Denmark’s high vaccination rate has enabled it to become one of the first EU countries to lift all domestic restrictions, after 548 days with curbs in place to limit the spread of Covid-19, the country no longer considers COVID-19 “a socially critical disease.”
The return to normality has been gradual, but as of Friday, the digital pass – proof of having been vaccinated – is no longer required when entering nightclubs, making it the last virus safeguard to fall.
More than 80% of people above the age of 12 in the Scandinavian country have had the two shots, leading the Danish government to declare as of midnight it no longer considers Covid-19 a “socially critical” disease.
“I wouldn’t say it is too early. We have opened the door but we have also said that we can close it if needed,” Søren Riis Paludan, a professor of virology at Aarhus University in Denmark’s second-largest city, said.
The tipping point in Denmark to start easing restrictions came when a majority in the 50+ age group had both shots, Riis Paludan said.
Since 14 August, mask-wearing on public transport has not been mandatory. On 1 September, nightclubs reopened, limits on public gatherings were removed and it was no longer mandatory to show the pass to sit inside restaurants, go to sports matches, gyms or the hairdresser.

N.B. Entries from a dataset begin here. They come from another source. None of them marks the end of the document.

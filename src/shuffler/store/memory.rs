use super::StorageProvider;
use crate::error::{Result, ShufflerError};
use std::cell::RefCell;
use std::collections::BTreeMap;
use std::io;
use std::path::{Path, PathBuf};

/// In-memory storage for testing.
///
/// Uses `RefCell` for interior mutability since the core is single-threaded.
/// This keeps every `StorageProvider` method on `&self`.
#[derive(Debug, Default)]
pub struct MemoryStorage {
    values: RefCell<BTreeMap<PathBuf, String>>,
    simulate_write_error: RefCell<bool>,
}

impl MemoryStorage {
    pub fn new() -> Self {
        Self::default()
    }

    pub fn with_values<I, P, V>(values: I) -> Self
    where
        I: IntoIterator<Item = (P, V)>,
        P: Into<PathBuf>,
        V: Into<String>,
    {
        let storage = Self::new();
        storage.values.borrow_mut().extend(
            values
                .into_iter()
                .map(|(path, value)| (path.into(), value.into())),
        );
        storage
    }

    /// Enable write error simulation for testing error handling.
    pub fn set_simulate_write_error(&self, simulate: bool) {
        *self.simulate_write_error.borrow_mut() = simulate;
    }

    /// Every stored path, sorted.
    pub fn paths(&self) -> Vec<PathBuf> {
        self.values.borrow().keys().cloned().collect()
    }

    pub fn len(&self) -> usize {
        self.values.borrow().len()
    }

    pub fn is_empty(&self) -> bool {
        self.values.borrow().is_empty()
    }

    fn check_writable(&self, path: &Path) -> Result<()> {
        if *self.simulate_write_error.borrow() {
            return Err(ShufflerError::storage(
                path,
                io::Error::other("simulated write error"),
            ));
        }
        Ok(())
    }
}

impl StorageProvider for MemoryStorage {
    fn get(&self, path: &Path) -> Result<String> {
        self.values.borrow().get(path).cloned().ok_or_else(|| {
            ShufflerError::storage(path, io::Error::from(io::ErrorKind::NotFound))
        })
    }

    fn put(&self, path: &Path, value: &str) -> Result<()> {
        self.check_writable(path)?;
        self.values
            .borrow_mut()
            .insert(path.to_path_buf(), value.to_string());
        Ok(())
    }

    fn list(&self, dir: &Path) -> Result<Vec<PathBuf>> {
        Ok(self
            .values
            .borrow()
            .keys()
            .filter(|path| path.parent() == Some(dir))
            .cloned()
            .collect())
    }

    fn delete(&self, path: &Path) -> Result<()> {
        self.check_writable(path)?;
        self.values
            .borrow_mut()
            .retain(|key, _| !key.starts_with(path));
        Ok(())
    }

    fn exists(&self, path: &Path) -> bool {
        self.values.borrow().keys().any(|key| key.starts_with(path))
    }
}

#[cfg(test)]
mod tests {
    use super::*;

    #[test]
    fn test_put_get_roundtrip() {
        let storage = MemoryStorage::new();
        let path = Path::new("book/cards/a.md");
        storage.put(path, "hello").unwrap();
        assert_eq!(storage.get(path).unwrap(), "hello");
        assert!(storage.exists(Path::new("book/cards")));
    }

    #[test]
    fn test_get_missing_is_storage_error() {
        let storage = MemoryStorage::new();
        let err = storage.get(Path::new("nope")).unwrap_err();
        assert!(matches!(err, ShufflerError::Storage { .. }));
    }

    #[test]
    fn test_list_only_direct_children() {
        let storage = MemoryStorage::with_values([
            ("book/sections/a.yaml", "a"),
            ("book/sections/b.yaml", "b"),
            ("book/sections-old/c.yaml", "c"),
            ("book/sections/nested/d.yaml", "d"),
        ]);
        let listed = storage.list(Path::new("book/sections")).unwrap();
        assert_eq!(
            listed,
            vec![
                PathBuf::from("book/sections/a.yaml"),
                PathBuf::from("book/sections/b.yaml")
            ]
        );
    }

    #[test]
    fn test_delete_prefix_is_component_wise() {
        let storage = MemoryStorage::with_values([
            ("book/cards/a.md", "a"),
            ("book/cards-backup/a.md", "a"),
            ("book/project.yaml", "p"),
        ]);
        storage.delete(Path::new("book/cards")).unwrap();
        assert_eq!(
            storage.paths(),
            vec![
                PathBuf::from("book/cards-backup/a.md"),
                PathBuf::from("book/project.yaml")
            ]
        );
    }

    #[test]
    fn test_simulated_write_error() {
        let storage = MemoryStorage::new();
        storage.set_simulate_write_error(true);
        assert!(storage.put(Path::new("x"), "y").is_err());
        storage.set_simulate_write_error(false);
        assert!(storage.put(Path::new("x"), "y").is_ok());
    }

    #[test]
    fn test_join() {
        let storage = MemoryStorage::new();
        assert_eq!(
            storage.join(Path::new("book"), &["cards", "a.md"]),
            PathBuf::from("book/cards/a.md")
        );
    }
}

However, the wearing of face coverings is still mandatory at airports and people are advised to wear one when at the doctor, test centres or hospitals. Distancing is still recommended and strict entry restrictions still apply for non-Danes at the borders. The outbreak is still considered “an ordinary dangerous illness”.
Health minister Magnus Heunicke said last month that “the epidemic is under control” but warned: “We are not out of the epidemic” and the government will act as needed if necessary.
Jens Lundgren, a professor of viral diseases at the Copenhagen University Hospital, said the government would be “quite willing” to reintroduce restrictions if infections spike again.